Le foto dell'Assassina e di Urban sono di Vincenzo Giura e Kim Yeiji

Un'Accademia per l’Assassina

Passano gli anni e la ricetta si diffonde nelle cucine baresi. Molti li chiamano semplicemente “spaghetti bruciati”, si fanno al ristorante e anche a casa ogni tanto, ma siamo molto lontani dal successo odierno. Anzi a un certo punto quasi scompaiono.
Nel 2013 cinque amici iniziano un pellegrinaggio per i ristoranti baresi chiedendo l’assassina. Solo in 4 o 5 locali l’avevano in carta, gli altri la facevano solo a richiesta. Con spirito goliardico nasce così l’Accademia dell’Assassina che attrae sempre più affezionati. L’intento è di raccogliere e valutare le ricette che vengono proposte in città per salvare l’assassina in via d’estinzione. Massimo dell’Erba, presidente dell’Accademia, e i pochi amici affiliati, sperimentano varie ricette fino a trovare quella ideale che si raggiunge solo con la risottatura della pasta, ovvero la cottura nel sugo partendo dallo spaghetto crudo. Ma a cosa è dovuta questa evoluzione?

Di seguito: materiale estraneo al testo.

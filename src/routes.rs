use crate::{
    api::{admin, employee, ping, request_log::request_log_middleware},
    auth::{handlers, middleware::auth_middleware},
    config::Config,
};
use actix_governor::{
    Governor, GovernorConfigBuilder, PeerIpKeyExtractor, governor::middleware::NoOpMiddleware,
};
use actix_web::{middleware::from_fn, web};
use anyhow::{Context, Result};
use std::sync::Arc;

type Limiter = Arc<Governor<PeerIpKeyExtractor, NoOpMiddleware>>;

/// Per-IP limiters, built once so every worker shares the same quotas.
#[derive(Clone)]
pub struct RateLimiters {
    login: Limiter,
    protected: Limiter,
}

impl RateLimiters {
    pub fn new(config: &Config) -> Result<Self> {
        Ok(Self {
            login: Arc::new(build_limiter(config.rate_login_per_min)?),
            protected: Arc::new(build_limiter(config.rate_protected_per_min)?),
        })
    }
}

fn build_limiter(requests_per_min: u32) -> Result<Governor<PeerIpKeyExtractor, NoOpMiddleware>> {
    let per_ms = if requests_per_min == 0 {
        1
    } else {
        (60_000 / requests_per_min as u64).max(1)
    };
    let cfg = GovernorConfigBuilder::default()
        .per_millisecond(per_ms)
        .burst_size(requests_per_min.max(1))
        .key_extractor(PeerIpKeyExtractor)
        .finish()
        .context("invalid rate limit configuration")?;
    Ok(Governor::new(&cfg))
}

// Middleware order on the protected scopes, outermost first:
// rate limit, request log, authentication.
pub fn configure(cfg: &mut web::ServiceConfig, api_prefix: &str, limiters: &RateLimiters) {
    cfg.service(
        web::scope(api_prefix)
            .service(web::resource("/ping").route(web::get().to(ping::ping)))
            .service(
                web::resource("/login")
                    .wrap(from_fn(request_log_middleware))
                    .wrap(limiters.login.clone())
                    .route(web::post().to(handlers::login)),
            )
            .service(
                web::scope("/admin")
                    .wrap(from_fn(auth_middleware))
                    .wrap(from_fn(request_log_middleware))
                    .wrap(limiters.protected.clone())
                    .route(
                        "/add-attendance-period",
                        web::post().to(admin::add_attendance_period),
                    )
                    .route("/run-payroll", web::post().to(admin::run_payroll))
                    .route(
                        "/get-payslip-summary/{period_id}",
                        web::get().to(admin::get_payslip_summary),
                    ),
            )
            .service(
                web::scope("/employee")
                    .wrap(from_fn(auth_middleware))
                    .wrap(from_fn(request_log_middleware))
                    .wrap(limiters.protected.clone())
                    .route(
                        "/submit-attendance",
                        web::post().to(employee::submit_attendance),
                    )
                    .route("/submit-overtime", web::post().to(employee::submit_overtime))
                    .route(
                        "/submit-reimbursement",
                        web::post().to(employee::submit_reimbursement),
                    )
                    .route(
                        "/generate-payslips",
                        web::get().to(employee::generate_payslips),
                    ),
            ),
    );
}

"L'invenzione": la risottatura della pasta

Come sappiamo tutti, il metodo tradizionale di cuocere la pasta è quello di lessarla, scolarla e condirla, niente di più. Al limite, mantecarla col condimento. Qualcuno, a un certo punto della storia, ha pensato che saltarla in padella fosse una buona idea. Non sappiamo chi sia stato il primo, ma abbiamo un precedente già in Pellegrino Artusi e i suoi «Maccheroni colla balsamella».
L’inventore della “pasta risottata” come la intendiamo oggi, partendo dalla pasta cruda cotta direttamente in padella con il sugo è lo chef Igles Corelli. Il cuoco del Trigabolo di Argenta (Ferrara) aveva colto l’idea nel 1986 durante una gara culinaria in Spagna dove aveva assistito alla preparazione della fideuà spagnola, un piatto tipico simile alla paella che usa corti spaghettini al posto del riso. Corelli applicò la stessa tecnica a un piatto di pennette al pomodoro ed erbe aromatiche risottate con brodo vegetale. Dal suo ristorante sulle rive del Reno a ridosso delle Valli di Comacchio, la tecnica si diffuse a macchia d’olio dando vita a un nuovo stile di cottura.

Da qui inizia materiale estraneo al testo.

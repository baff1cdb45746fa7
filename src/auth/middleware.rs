use crate::api::response::ApiError;
use crate::auth::auth::{AuthUser, bearer_token};
use crate::auth::jwt::verify_token;
use crate::config::Config;
use actix_web::middleware::Next;
use actix_web::{
    Error, HttpMessage, ResponseError,
    body::BoxBody,
    dev::{ServiceRequest, ServiceResponse},
    web::Data,
};
use tracing::debug;

/// Verifies the bearer token and stores the caller as an [`AuthUser`] in
/// the request extensions. Rejections use the standard envelope.
pub async fn auth_middleware(
    req: ServiceRequest,
    next: Next<BoxBody>,
) -> Result<ServiceResponse<BoxBody>, Error> {
    let config = req
        .app_data::<Data<Config>>()
        .cloned()
        .ok_or(ApiError::Internal)?;

    let authenticated = {
        let header = req
            .headers()
            .get("Authorization")
            .and_then(|h| h.to_str().ok());
        bearer_token(header).and_then(|token| {
            verify_token(token, &config.jwt_secret)
                .map_err(|e| {
                    debug!(error = %e, "token rejected");
                    ApiError::Unauthorized("invalid token".to_string())
                })
                .and_then(AuthUser::try_from)
        })
    };

    match authenticated {
        Ok(auth_user) => {
            req.extensions_mut().insert(auth_user);
            next.call(req).await
        }
        Err(e) => Ok(req.into_response(e.error_response())),
    }
}
use std::time::{SystemTime, UNIX_EPOCH};

use jsonwebtoken::{DecodingKey, EncodingKey, Header, Validation, decode, encode, errors::Error};
use uuid::Uuid;

use crate::model::role::Role;
use crate::models::Claims;

fn now() -> usize {
    SystemTime::now()
        .duration_since(UNIX_EPOCH)
        .map(|d| d.as_secs() as usize)
        .unwrap_or_default()
}

/// Issues an HS256 access token valid for `ttl` seconds.
pub fn generate_access_token(
    user_id: u64,
    username: String,
    role: Role,
    secret: &str,
    ttl: usize,
) -> Result<String, Error> {
    let iat = now();
    let claims = Claims {
        user_id,
        sub: username,
        role: role.id(),
        exp: iat + ttl,
        iat,
        jti: Uuid::new_v4().to_string(),
    };

    encode(
        &Header::default(),
        &claims,
        &EncodingKey::from_secret(secret.as_bytes()),
    )
}

pub fn verify_token(token: &str, secret: &str) -> Result<Claims, Error> {
    decode::<Claims>(
        token,
        &DecodingKey::from_secret(secret.as_bytes()),
        &Validation::default(),
    )
    .map(|data| data.claims)
}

Crosticina mon amour: oltre la risottatura

Rispetto alla risottatura, l’assassina fa un ulteriore passo in avanti. Gli spaghetti non sono semplicemente risottati, ma fin dai primi momenti di cottura vengono rosolati superficialmente, aggiungendo poco liquido alla volta allo scopo di formare una crosticina intorno alla pasta. Questa tecnica, ha avuto il merito di cambiare completamente il volto dei classici spaghetti con pomodoro e peperoncino, rilanciandoli con un sapore e una consistenza diversi. Mancava solo una scintilla per renderli esplosivi.
All’epoca della “riscoperta” da parte dell’Accademia, l’assassina era ancora una ricetta anonima, cucinata da pochi cultori di delizie baresi. A intuire le potenzialità del piatto – e anche del nome – è Gabriella Genisi autrice della fortunata serie di romanzi con protagonista la commissaria Lolita Lobosco. Barese come la sua determinata poliziotta, pubblica nel 2015 un romanzo che diventerà cult: Spaghetti all’assassina, ambientato nel ristorante divenuto famoso per questo piatto. In appendice al libro non poteva mancare la ricetta redatta dall’Accademia.

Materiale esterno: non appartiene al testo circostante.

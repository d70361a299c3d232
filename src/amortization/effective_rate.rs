//! Effective-rate (APR-equivalent) solve
//!
//! The effective rate is the IRR of the loan's cash-flow series: the net
//! disbursed amount at t=0 against the monthly outflows including insurance.
//! There is no closed form, so this solves with Newton-Raphson and falls
//! back to bisection when the derivative degenerates or Newton fails to
//! converge within the iteration cap.

use log::debug;

use crate::config::SolverSettings;
use crate::error::{Result, SimulatorError};

/// Fallback Newton seed when the caller has no nominal rate to offer
const DEFAULT_SEED: f64 = 0.05 / 12.0;

/// Solve the annual effective rate (decimal, e.g. 0.068 for 6.8%) for a
/// monthly cash-flow series.
///
/// `cashflows[0]` is the net amount disbursed to the borrower (positive);
/// subsequent entries are the monthly payments (negative). Periods are
/// months; the periodic IRR is annualized as `(1 + r)^12 - 1`.
/// `nominal_monthly_rate` seeds the Newton iteration: the effective rate
/// sits near the nominal rate for realistic fee loads, so the loan's own
/// rate is the best starting point.
pub fn effective_annual_rate(
    cashflows: &[f64],
    nominal_monthly_rate: f64,
    settings: &SolverSettings,
) -> Result<f64> {
    if cashflows.len() < 2 {
        return Err(SimulatorError::invalid(
            "effective rate needs at least one payment after disbursement",
        ));
    }

    // A rate only exists when the series changes sign
    let has_positive = cashflows.iter().any(|&cf| cf > 1e-10);
    let has_negative = cashflows.iter().any(|&cf| cf < -1e-10);
    if !has_positive || !has_negative {
        return Err(SimulatorError::invalid(
            "effective rate needs both an inflow and outflows",
        ));
    }

    // Newton-Raphson on the periodic rate
    let mut rate = if nominal_monthly_rate > 0.0 {
        nominal_monthly_rate
    } else {
        DEFAULT_SEED
    };
    for iteration in 0..settings.max_iterations {
        let (npv, dnpv) = npv_and_derivative(cashflows, rate);

        if dnpv.abs() < 1e-20 {
            debug!("degenerate NPV derivative at iteration {iteration}, switching to bisection");
            return bisect_rate(cashflows, settings);
        }

        let new_rate = (rate - npv / dnpv).clamp(-0.99, 10.0);

        if (new_rate - rate).abs() < settings.rate_tolerance {
            return Ok(annualize(new_rate));
        }

        rate = new_rate;
    }

    debug!(
        "Newton-Raphson exhausted {} iterations, switching to bisection",
        settings.max_iterations
    );
    bisect_rate(cashflows, settings)
}

/// Convert a periodic (monthly) rate to an annual effective rate
fn annualize(monthly_rate: f64) -> f64 {
    (1.0 + monthly_rate).powi(12) - 1.0
}

/// NPV and its derivative with respect to the periodic rate
fn npv_and_derivative(cashflows: &[f64], rate: f64) -> (f64, f64) {
    let mut npv = 0.0;
    let mut dnpv = 0.0;

    for (t, &cf) in cashflows.iter().enumerate() {
        let discount = (1.0 + rate).powi(t as i32);
        npv += cf / discount;
        if t > 0 {
            dnpv -= (t as f64) * cf / (1.0 + rate).powi(t as i32 + 1);
        }
    }

    (npv, dnpv)
}

/// Bisection fallback over a wide periodic-rate bracket
fn bisect_rate(cashflows: &[f64], settings: &SolverSettings) -> Result<f64> {
    let mut low = -0.99_f64;
    let mut high = 10.0_f64;

    // The NPV early-exit is in currency units, not rate units, so scale its
    // tolerance by the disbursed amount
    let npv_tolerance = cashflows[0].abs().max(1.0) * settings.rate_tolerance;

    let npv_low = npv_at_rate(cashflows, low);
    let npv_high = npv_at_rate(cashflows, high);

    if npv_low * npv_high > 0.0 {
        // No sign change in the bracket: no root to find
        return Err(SimulatorError::Convergence {
            context: "effective rate solve",
            iterations: 0,
        });
    }

    for _ in 0..settings.max_iterations {
        let mid = (low + high) / 2.0;
        let npv_mid = npv_at_rate(cashflows, mid);

        if npv_mid.abs() < npv_tolerance || (high - low) / 2.0 < settings.rate_tolerance {
            return Ok(annualize(mid));
        }

        if npv_mid * npv_at_rate(cashflows, low) < 0.0 {
            high = mid;
        } else {
            low = mid;
        }
    }

    Err(SimulatorError::Convergence {
        context: "effective rate solve",
        iterations: settings.max_iterations,
    })
}

/// NPV at a given periodic rate
fn npv_at_rate(cashflows: &[f64], rate: f64) -> f64 {
    cashflows
        .iter()
        .enumerate()
        .map(|(t, &cf)| cf / (1.0 + rate).powi(t as i32))
        .sum()
}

La fortuna: Gabriella Genisi e Stanley Tucci

Ma la vera fortuna doveva ancora arrivare. Nel 2021 i romanzi di Gabriella Genisi si trasformano in una serie tv (Rai1) con protagonista la bellissima Luisa Ranieri nei panni di Lolita. Per l’occasione la città di Bari si trasforma in un immenso set cinematografico e la popolarità sale alle stelle. Come se non bastasse, in una puntata della serie Lolita Lobosco si esibisce nella preparazione dell’assassina per i suoi due colleghi Esposito e Forte. È l’inizio di una parabola inarrestabile.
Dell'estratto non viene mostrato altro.